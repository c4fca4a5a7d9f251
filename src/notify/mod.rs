//! Client and admin email notifications
//!
//! The pipelines talk to a `Notifier` trait so delivery stays swappable:
//! - `SmtpNotifier`: production delivery over SMTPS (lettre)
//! - `RecordingNotifier`: captures every send for assertions in tests
//!
//! Per-notification outcomes are reported to the caller; the notifier never
//! retries on its own.

mod smtp;

pub use smtp::SmtpNotifier;

use std::sync::atomic::{AtomicBool, Ordering};
use std::sync::Mutex;

use async_trait::async_trait;

use crate::types::{Brand, TicketStatus, WarrantyRecord};

/// Notification errors
#[derive(Debug, thiserror::Error)]
pub enum NotifyError {
    #[error("invalid mailbox `{address}`: {message}")]
    InvalidAddress { address: String, message: String },

    #[error("message build failed: {0}")]
    Message(String),

    #[error("smtp transport: {0}")]
    Transport(String),

    #[error("notifier misconfigured: {0}")]
    Config(String),
}

/// Outcome of one status-sync run, for the desk summary email.
#[derive(Debug, Clone, Default)]
pub struct RunSummary {
    /// Tickets that entered the diff after filtering.
    pub tickets_seen: usize,
    /// Transitions that required a notification.
    pub changes_detected: usize,
    pub sent: usize,
    pub failed: usize,
    pub failed_tickets: Vec<FailedNotification>,
}

/// One notification that could not be delivered this run.
#[derive(Debug, Clone)]
pub struct FailedNotification {
    pub ticket_id: String,
    pub status: TicketStatus,
    pub error: String,
}

/// Outbound notification seam.
#[async_trait]
pub trait Notifier: Send + Sync {
    /// Tell the client their ticket entered `new_status`.
    async fn status_update(
        &self,
        ticket_id: &str,
        email: &str,
        brand: Brand,
        new_status: TicketStatus,
    ) -> Result<(), NotifyError>;

    /// Confirm a freshly created ticket to the client.
    async fn intake_confirmation(&self, record: &WarrantyRecord) -> Result<(), NotifyError>;

    /// Alert the desk that a new claim arrived.
    async fn intake_admin_alert(&self, record: &WarrantyRecord) -> Result<(), NotifyError>;

    /// Send the end-of-run summary to the desk.
    async fn admin_summary(&self, summary: &RunSummary) -> Result<(), NotifyError>;
}

/// A message captured by `RecordingNotifier`.
#[derive(Debug, Clone, PartialEq, Eq)]
pub enum SentMessage {
    StatusUpdate {
        ticket_id: String,
        email: String,
        status: TicketStatus,
    },
    IntakeConfirmation {
        ticket_id: String,
        email: String,
    },
    IntakeAdminAlert {
        ticket_id: String,
    },
    AdminSummary {
        sent: usize,
        failed: usize,
    },
}

/// Notifier that records every send instead of delivering it.
///
/// The failure switch makes `status_update` fail, to exercise the
/// per-ticket failure path without a mail server.
#[derive(Default)]
pub struct RecordingNotifier {
    sent: Mutex<Vec<SentMessage>>,
    fail_status_updates: AtomicBool,
}

impl RecordingNotifier {
    pub fn new() -> Self {
        Self::default()
    }

    pub fn fail_status_updates(&self, fail: bool) {
        self.fail_status_updates.store(fail, Ordering::SeqCst);
    }

    /// Everything sent so far, in order.
    pub fn sent(&self) -> Vec<SentMessage> {
        match self.sent.lock() {
            Ok(sent) => sent.clone(),
            Err(poisoned) => poisoned.into_inner().clone(),
        }
    }

    /// Status updates only, in order.
    pub fn status_updates(&self) -> Vec<SentMessage> {
        self.sent()
            .into_iter()
            .filter(|m| matches!(m, SentMessage::StatusUpdate { .. }))
            .collect()
    }

    fn record(&self, message: SentMessage) {
        match self.sent.lock() {
            Ok(mut sent) => sent.push(message),
            Err(poisoned) => poisoned.into_inner().push(message),
        }
    }
}

#[async_trait]
impl Notifier for RecordingNotifier {
    async fn status_update(
        &self,
        ticket_id: &str,
        email: &str,
        _brand: Brand,
        new_status: TicketStatus,
    ) -> Result<(), NotifyError> {
        if self.fail_status_updates.load(Ordering::SeqCst) {
            return Err(NotifyError::Transport("injected send failure".to_string()));
        }
        self.record(SentMessage::StatusUpdate {
            ticket_id: ticket_id.to_string(),
            email: email.to_string(),
            status: new_status,
        });
        Ok(())
    }

    async fn intake_confirmation(&self, record: &WarrantyRecord) -> Result<(), NotifyError> {
        self.record(SentMessage::IntakeConfirmation {
            ticket_id: record.ticket_id.clone(),
            email: record.client_email.clone(),
        });
        Ok(())
    }

    async fn intake_admin_alert(&self, record: &WarrantyRecord) -> Result<(), NotifyError> {
        self.record(SentMessage::IntakeAdminAlert {
            ticket_id: record.ticket_id.clone(),
        });
        Ok(())
    }

    async fn admin_summary(&self, summary: &RunSummary) -> Result<(), NotifyError> {
        self.record(SentMessage::AdminSummary {
            sent: summary.sent,
            failed: summary.failed,
        });
        Ok(())
    }
}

REQUIRED ACTION:
Counting only lines that contain "FailedNotification", say how many there are in the material above, and add nothing.

EXERCISE SOLUTION:
2